→ Problem description:
Only lines holding "NativeReplica" are wanted; copy each of them from the records below.

→ The data:

//! Moving a briefcase through the change-set history.

use crate::error::{SyncError, SyncResult};
use crate::manager::{Briefcase, BriefcaseManager};
use crate::native::{NativeEngine, NativeReplica};
use crate::rebase::RebaseReport;
use crate::remote::{CancellationHandle, ChangeSetQuery, RemoteRepository};
use crate::resolver::VersionResolver;
use briefsync_protocol::{
    ApplyOption, ChangeSet, ChangeSetPosition, OpenMode, ReplicaPosition, RepositoryId, SyncPlan,
    VersionRef,
};
use std::fs;
use tracing::{debug, info};

/// Result of moving a briefcase to a version.
#[derive(Debug, Clone, PartialEq)]
pub struct PullOutcome {
    /// The executed plan.
    pub plan: SyncPlan,
    /// Visible position afterwards.
    pub position: ChangeSetPosition,
    /// Rebase details, when local transactions were rebased semantically.
    pub rebase: Option<RebaseReport>,
}

impl<R: RemoteRepository, N: NativeEngine> BriefcaseManager<R, N> {
    /// A resolver over this manager's remote.
    pub fn resolver(&self) -> VersionResolver<'_, R> {
        VersionResolver::new(&self.remote)
    }

    /// Reads where a briefcase stands, resolving its stored ids to indices.
    pub async fn replica_position(
        &self,
        briefcase: &Briefcase<N::Replica>,
    ) -> SyncResult<ReplicaPosition> {
        let header = briefcase.header()?;
        self.resolver().replica_position(&header).await
    }

    /// Lists and downloads the change-sets after `from_id` up to and
    /// including `to_id`, ordered by index.
    ///
    /// An empty `to_id`, or `from_id == to_id`, returns an empty list
    /// without contacting the remote. Files already cached with the
    /// expected size are not downloaded again.
    pub async fn download_change_sets(
        &self,
        repository: RepositoryId,
        from_id: &str,
        to_id: &str,
        cancel: &CancellationHandle,
    ) -> SyncResult<Vec<ChangeSet>> {
        if to_id.is_empty() || from_id == to_id {
            return Ok(Vec::new());
        }

        let query = ChangeSetQuery::Between {
            after: from_id.to_string(),
            up_to: to_id.to_string(),
        };
        let mut change_sets = self.remote.list_change_sets(repository, &query).await?;
        change_sets.sort_by_key(|cs| cs.index);
        self.ensure_downloaded(repository, &change_sets, cancel).await?;
        Ok(change_sets)
    }

    pub(crate) async fn ensure_downloaded(
        &self,
        repository: RepositoryId,
        change_sets: &[ChangeSet],
        cancel: &CancellationHandle,
    ) -> SyncResult<()> {
        let dir = self.cache.change_sets_dir(repository);
        fs::create_dir_all(&dir)?;

        let missing: Vec<ChangeSet> = change_sets
            .iter()
            .filter(|cs| {
                fs::metadata(dir.join(cs.file_name()))
                    .map(|m| m.len() != cs.file_size)
                    .unwrap_or(true)
            })
            .cloned()
            .collect();
        if missing.is_empty() {
            return Ok(());
        }
        if cancel.is_cancelled() {
            return Err(SyncError::Cancelled);
        }

        debug!(repository = %repository, count = missing.len(), "downloading change-sets");
        self.remote
            .download_change_sets(repository, &missing, &dir, cancel)
            .await?;

        if let Some(absent) = missing.iter().find(|cs| !dir.join(cs.file_name()).exists()) {
            return Err(SyncError::NotFound(format!(
                "change-set file {} after download",
                absent.file_name()
            )));
        }
        Ok(())
    }

    /// Moves a briefcase to `version`, running the reverse, reinstate and
    /// merge phases its plan requires, in that order.
    ///
    /// # Errors
    ///
    /// - `InvalidState` if the briefcase is read-only or has unsaved
    ///   changes, or if it would reverse/reinstate with pending local
    ///   transactions
    /// - `NotFound` if the version cannot be resolved
    /// - `Apply` if a phase fails
    pub async fn process_change_sets(
        &self,
        briefcase: &mut Briefcase<N::Replica>,
        version: &VersionRef,
        cancel: &CancellationHandle,
    ) -> SyncResult<PullOutcome> {
        let target = self
            .resolver()
            .resolve(briefcase.repository_id(), version)
            .await?;
        let position = self.replica_position(briefcase).await?;
        let plan = SyncPlan::compute(&position, &target);
        self.execute_plan(briefcase, &position, plan, cancel).await
    }

    pub(crate) async fn execute_plan(
        &self,
        briefcase: &mut Briefcase<N::Replica>,
        position: &ReplicaPosition,
        plan: SyncPlan,
        cancel: &CancellationHandle,
    ) -> SyncResult<PullOutcome> {
        if plan.is_noop() {
            debug!(replica = %briefcase.replica_id(), "briefcase already at target");
            return Ok(PullOutcome {
                plan,
                position: position.current().clone(),
                rebase: None,
            });
        }
        check_can_process(briefcase, &plan)?;

        let mut visible = position.current().clone();
        for (option, to) in plan.steps() {
            self.apply_phase(briefcase, option, &visible, to, cancel)
                .await?;
            visible = to.clone();
        }

        info!(
            repository = %briefcase.repository_id(),
            replica = %briefcase.replica_id(),
            position = %visible,
            "briefcase moved"
        );
        Ok(PullOutcome {
            plan,
            position: visible,
            rebase: None,
        })
    }

    async fn apply_phase(
        &self,
        briefcase: &mut Briefcase<N::Replica>,
        option: ApplyOption,
        from: &ChangeSetPosition,
        to: &ChangeSetPosition,
        cancel: &CancellationHandle,
    ) -> SyncResult<()> {
        if from.index == to.index {
            return Ok(());
        }
        let (low, high) = if from.index < to.index {
            (from, to)
        } else {
            (to, from)
        };
        let change_sets = self
            .download_change_sets(briefcase.repository_id(), &low.id, &high.id, cancel)
            .await?;
        self.apply_change_sets(briefcase, &change_sets, option).await
    }

    /// Pulls and merges change-sets up to `version`.
    ///
    /// With semantic rebase enabled and pending local transactions present,
    /// the local transactions are rebased onto the incoming change-sets.
    pub async fn pull_and_merge(
        &self,
        briefcase: &mut Briefcase<N::Replica>,
        version: &VersionRef,
    ) -> SyncResult<PullOutcome> {
        let cancel = CancellationHandle::new();
        if self.config.semantic_rebase
            && (briefcase.handle().has_pending_txns()
                || self.rebase_workspace(briefcase).has_entries())
        {
            return self.pull_with_rebase(briefcase, version, &cancel).await;
        }
        self.process_change_sets(briefcase, version, &cancel).await
    }

    /// Reverses a briefcase to an earlier version.
    ///
    /// # Errors
    ///
    /// Returns `InvalidState` if `version` is after the visible position.
    pub async fn reverse(
        &self,
        briefcase: &mut Briefcase<N::Replica>,
        version: &VersionRef,
    ) -> SyncResult<PullOutcome> {
        let target = self
            .resolver()
            .resolve(briefcase.repository_id(), version)
            .await?;
        let position = self.replica_position(briefcase).await?;
        if target.index > position.current().index {
            return Err(SyncError::invalid_state(format!(
                "cannot reverse forward from {} to {target}",
                position.current()
            )));
        }
        let plan = SyncPlan::compute(&position, &target);
        self.execute_plan(briefcase, &position, plan, &CancellationHandle::new())
            .await
    }

    /// Reinstates reversed change-sets up to `version`, or up to the parent
    /// when `version` is `None`.
    ///
    /// # Errors
    ///
    /// Returns `InvalidState` if the briefcase is not reversed or `version`
    /// lies outside the reversed range.
    pub async fn reinstate(
        &self,
        briefcase: &mut Briefcase<N::Replica>,
        version: Option<&VersionRef>,
    ) -> SyncResult<PullOutcome> {
        let position = self.replica_position(briefcase).await?;
        let Some(reversed) = position.reversed() else {
            return Err(SyncError::invalid_state("briefcase has no reversed changes"));
        };
        let target = match version {
            Some(v) => self.resolver().resolve(briefcase.repository_id(), v).await?,
            None => position.parent().clone(),
        };
        if target.index < reversed.index || target.index > position.parent().index {
            return Err(SyncError::invalid_state(format!(
                "cannot reinstate to {target}; reversed range is {reversed}..={}",
                position.parent()
            )));
        }
        let plan = SyncPlan::compute(&position, &target);
        self.execute_plan(briefcase, &position, plan, &CancellationHandle::new())
            .await
    }
}

fn check_can_process<H: NativeReplica>(briefcase: &Briefcase<H>, plan: &SyncPlan) -> SyncResult<()> {
    let handle = briefcase.handle();
    if !handle.is_open() {
        return Err(SyncError::invalid_state("briefcase is closed"));
    }
    if handle.open_mode() != OpenMode::ReadWrite {
        return Err(SyncError::invalid_state(
            "briefcase must be opened read-write to process change-sets",
        ));
    }
    if handle.has_unsaved_changes() {
        return Err(SyncError::invalid_state(
            "briefcase has unsaved changes; save or abandon them first",
        ));
    }
    let navigates = plan
        .steps()
        .iter()
        .any(|(option, _)| *option != ApplyOption::Merge);
    if navigates && handle.has_pending_txns() {
        return Err(SyncError::invalid_state(
            "cannot reverse or reinstate with pending local transactions; push first",
        ));
    }
    Ok(())
}
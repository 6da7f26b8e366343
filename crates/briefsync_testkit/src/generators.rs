//! Property-based test generators using proptest.
//!
//! Provides strategies for generating histories, navigation targets, codes
//! and schema deltas that respect the engine's invariants.

use briefsync_protocol::{Code, PropertyType, SchemaChange, SchemaDelta};
use proptest::prelude::*;

/// Strategy for history lengths worth walking.
pub fn history_len_strategy() -> impl Strategy<Value = u64> {
    1u64..8
}

/// Strategy for `(history length, reverse target, reinstate target)` with
/// `reverse <= reinstate <= length`.
pub fn navigation_strategy() -> impl Strategy<Value = (u64, u64, u64)> {
    history_len_strategy().prop_flat_map(|len| {
        (Just(len), 0..=len).prop_flat_map(|(len, reverse_to)| {
            (Just(len), Just(reverse_to), reverse_to..=len)
        })
    })
}

/// Strategy for property types.
pub fn property_type_strategy() -> impl Strategy<Value = PropertyType> {
    prop_oneof![
        Just(PropertyType::Integer),
        Just(PropertyType::Double),
        Just(PropertyType::String),
        Just(PropertyType::Boolean),
    ]
}

/// Strategy for codes in a small value space, so collisions happen.
pub fn code_strategy() -> impl Strategy<Value = Code> {
    (0u8..16).prop_map(|n| Code::new("tag", "site", format!("T-{n}")))
}

/// Strategy for purely additive schema deltas.
pub fn additive_delta_strategy() -> impl Strategy<Value = SchemaDelta> {
    (
        1u32..5,
        prop::collection::vec(
            (
                prop::string::string_regex("[A-Z][a-z]{2,6}").expect("Invalid regex"),
                prop::string::string_regex("[a-z]{2,8}").expect("Invalid regex"),
                property_type_strategy(),
            ),
            1..4,
        ),
    )
        .prop_map(|(version, props)| {
            props
                .into_iter()
                .fold(SchemaDelta::new("Plant", version), |delta, (class, property, ty)| {
                    delta.with_change(SchemaChange::AddProperty {
                        class,
                        property,
                        property_type: ty,
                    })
                })
        })
}

#[cfg(test)]
mod tests {
    use super::*;

    proptest! {
        #[test]
        fn navigation_targets_are_ordered((len, reverse_to, reinstate_to) in navigation_strategy()) {
            prop_assert!(reverse_to <= reinstate_to);
            prop_assert!(reinstate_to <= len);
        }

        #[test]
        fn additive_deltas_are_additive(delta in additive_delta_strategy()) {
            prop_assert!(delta.is_additive());
            prop_assert!(!delta.changes.is_empty());
        }
    }
}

→ Solution to the exercise:
use crate::native::{NativeEngine, NativeReplica};
fn check_can_process<H: NativeReplica>(briefcase: &Briefcase<H>, plan: &SyncPlan) -> SyncResult<()> {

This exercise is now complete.